Dataset records section start

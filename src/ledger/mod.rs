//! Ledger Transaction Model
//!
//! The slice of the ledger the escrow game builds against: accounts with
//! sequence numbers, four operation kinds, content-hashed transactions
//! and ed25519 signing.
//!
//! ## Module Structure
//!
//! - `account`: Account identity + sequence
//! - `network`: Network passphrase and id
//! - `operation`: Create/merge/payment/set-options operations
//! - `transaction`: Builder, content hash, signatures

pub mod account;
pub mod network;
pub mod operation;
pub mod transaction;

use thiserror::Error;

use crate::core::amount::Amount;

// Re-export key types
pub use account::Account;
pub use network::{Network, TESTNET_PASSPHRASE};
pub use operation::{Operation, OperationBody, Signer, SignerKey};
pub use transaction::{Memo, TimeBounds, Transaction, TransactionBody, TransactionBuilder};

/// Ledger model errors.
#[derive(Debug, Error)]
pub enum LedgerError {
    /// Transaction body could not be encoded.
    #[error("encoding error: {0}")]
    Encoding(#[from] bincode::Error),

    /// Transaction has no operations.
    #[error("transaction has no operations")]
    NoOperations,

    /// Transaction exceeds the operation limit.
    #[error("transaction has {count} operations (max {max})")]
    TooManyOperations {
        /// Operations supplied.
        count: usize,
        /// Ledger limit.
        max: usize,
    },

    /// Timeout was never set.
    #[error("transaction timeout not set")]
    MissingTimeBounds,

    /// Sequence number would pass `i64::MAX`.
    #[error("sequence number overflow from {sequence}")]
    SequenceOverflow {
        /// Sequence the account started from.
        sequence: i64,
    },

    /// Amount arithmetic overflowed.
    #[error("amount overflow: {0}")]
    AmountOverflow(Amount),
}
//! Ledger accounts and sequence numbers.

use serde::{Serialize, Deserialize};
use crate::core::keys::AccountId;
use crate::ledger::LedgerError;

/// Account identity plus its current sequence number.
///
/// A transaction built from an account carries `sequence + 1`.
#[derive(Clone, Copy, Debug, PartialEq, Eq, Serialize, Deserialize)]
pub struct Account {
    /// Account identity.
    pub id: AccountId,
    /// Last consumed sequence number.
    pub sequence: i64,
}

impl Account {
    /// Create an account view.
    pub const fn new(id: AccountId, sequence: i64) -> Self {
        Self { id, sequence }
    }

    /// Same identity, sequence advanced by `offset`.
    pub fn offset(&self, offset: i64) -> Result<Self, LedgerError> {
        let sequence = self
            .sequence
            .checked_add(offset)
            .ok_or(LedgerError::SequenceOverflow { sequence: self.sequence })?;
        Ok(Self { id: self.id, sequence })
    }

    /// Sequence number the next transaction from this account must carry.
    pub fn next_sequence(&self) -> Result<i64, LedgerError> {
        self.sequence
            .checked_add(1)
            .ok_or(LedgerError::SequenceOverflow { sequence: self.sequence })
    }
}
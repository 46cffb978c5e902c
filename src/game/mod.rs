//! Game Logic Module
//!
//! Board state and the transaction tree built over it. 100% deterministic:
//! for a given table, every transaction is a pure function of occupancy.
//!
//! ## Module Structure
//!
//! - `board`: Occupancy bitmasks, win detection
//! - `escrow`: Escrow account ladder
//! - `table`: Players, stake, ladder and ledger parameters
//! - `cache`: Transposition cache keyed by occupancy
//! - `tree`: Recursive enumerator and classification
//! - `session`: `Board`, setup and live move selection

pub mod board;
pub(crate) mod cache;
pub mod escrow;
pub mod session;
pub mod table;
pub mod tree;

// Re-export key types
pub use board::{is_winning_board, BoardState, WINNING_LINES};
pub use escrow::{EscrowLadder, LADDER_LEN};
pub use session::{Board, Transition};
pub use table::GameTable;
pub use tree::{TransitionKind, TreeStats, NUM_GAMES};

Dataset records section end

From the data above, output every line exactly.

Answer to this exercise
filename src/ledger/mod.rs
//! Ledger Transaction Model
//!
//! The slice of the ledger the escrow game builds against: accounts with
//! sequence numbers, four operation kinds, content-hashed transactions
//! and ed25519 signing.
//!
//! ## Module Structure
//!
//! - `account`: Account identity + sequence
//! - `network`: Network passphrase and id
//! - `operation`: Create/merge/payment/set-options operations
//! - `transaction`: Builder, content hash, signatures

pub mod account;
pub mod network;
pub mod operation;
pub mod transaction;

use thiserror::Error;

use crate::core::amount::Amount;

// Re-export key types
pub use account::Account;
pub use network::{Network, TESTNET_PASSPHRASE};
pub use operation::{Operation, OperationBody, Signer, SignerKey};
pub use transaction::{Memo, TimeBounds, Transaction, TransactionBody, TransactionBuilder};

/// Ledger model errors.
#[derive(Debug, Error)]
pub enum LedgerError {
    /// Transaction body could not be encoded.
    #[error("encoding error: {0}")]
    Encoding(#[from] bincode::Error),

    /// Transaction has no operations.
    #[error("transaction has no operations")]
    NoOperations,

    /// Transaction exceeds the operation limit.
    #[error("transaction has {count} operations (max {max})")]
    TooManyOperations {
        /// Operations supplied.
        count: usize,
        /// Ledger limit.
        max: usize,
    },

    /// Timeout was never set.
    #[error("transaction timeout not set")]
    MissingTimeBounds,

    /// Sequence number would pass `i64::MAX`.
    #[error("sequence number overflow from {sequence}")]
    SequenceOverflow {
        /// Sequence the account started from.
        sequence: i64,
    },

    /// Amount arithmetic overflowed.
    #[error("amount overflow: {0}")]
    AmountOverflow(Amount),
}
//! Ledger accounts and sequence numbers.

use serde::{Serialize, Deserialize};
use crate::core::keys::AccountId;
use crate::ledger::LedgerError;

/// Account identity plus its current sequence number.
///
/// A transaction built from an account carries `sequence + 1`.
#[derive(Clone, Copy, Debug, PartialEq, Eq, Serialize, Deserialize)]
pub struct Account {
    /// Account identity.
    pub id: AccountId,
    /// Last consumed sequence number.
    pub sequence: i64,
}

impl Account {
    /// Create an account view.
    pub const fn new(id: AccountId, sequence: i64) -> Self {
        Self { id, sequence }
    }

    /// Same identity, sequence advanced by `offset`.
    pub fn offset(&self, offset: i64) -> Result<Self, LedgerError> {
        let sequence = self
            .sequence
            .checked_add(offset)
            .ok_or(LedgerError::SequenceOverflow { sequence: self.sequence })?;
        Ok(Self { id: self.id, sequence })
    }

    /// Sequence number the next transaction from this account must carry.
    pub fn next_sequence(&self) -> Result<i64, LedgerError> {
        self.sequence
            .checked_add(1)
            .ok_or(LedgerError::SequenceOverflow { sequence: self.sequence })
    }
}
repository 46cffb978c5e902c
filename src/game/mod.rs
//! Game Logic Module
//!
//! Board state and the transaction tree built over it. 100% deterministic:
//! for a given table, every transaction is a pure function of occupancy.
//!
//! ## Module Structure
//!
//! - `board`: Occupancy bitmasks, win detection
//! - `escrow`: Escrow account ladder
//! - `table`: Players, stake, ladder and ledger parameters
//! - `cache`: Transposition cache keyed by occupancy
//! - `tree`: Recursive enumerator and classification
//! - `session`: `Board`, setup and live move selection

pub mod board;
pub(crate) mod cache;
pub mod escrow;
pub mod session;
pub mod table;
pub mod tree;

// Re-export key types
pub use board::{is_winning_board, BoardState, WINNING_LINES};
pub use escrow::{EscrowLadder, LADDER_LEN};
pub use session::{Board, Transition};
pub use table::GameTable;
pub use tree::{TransitionKind, TreeStats, NUM_GAMES};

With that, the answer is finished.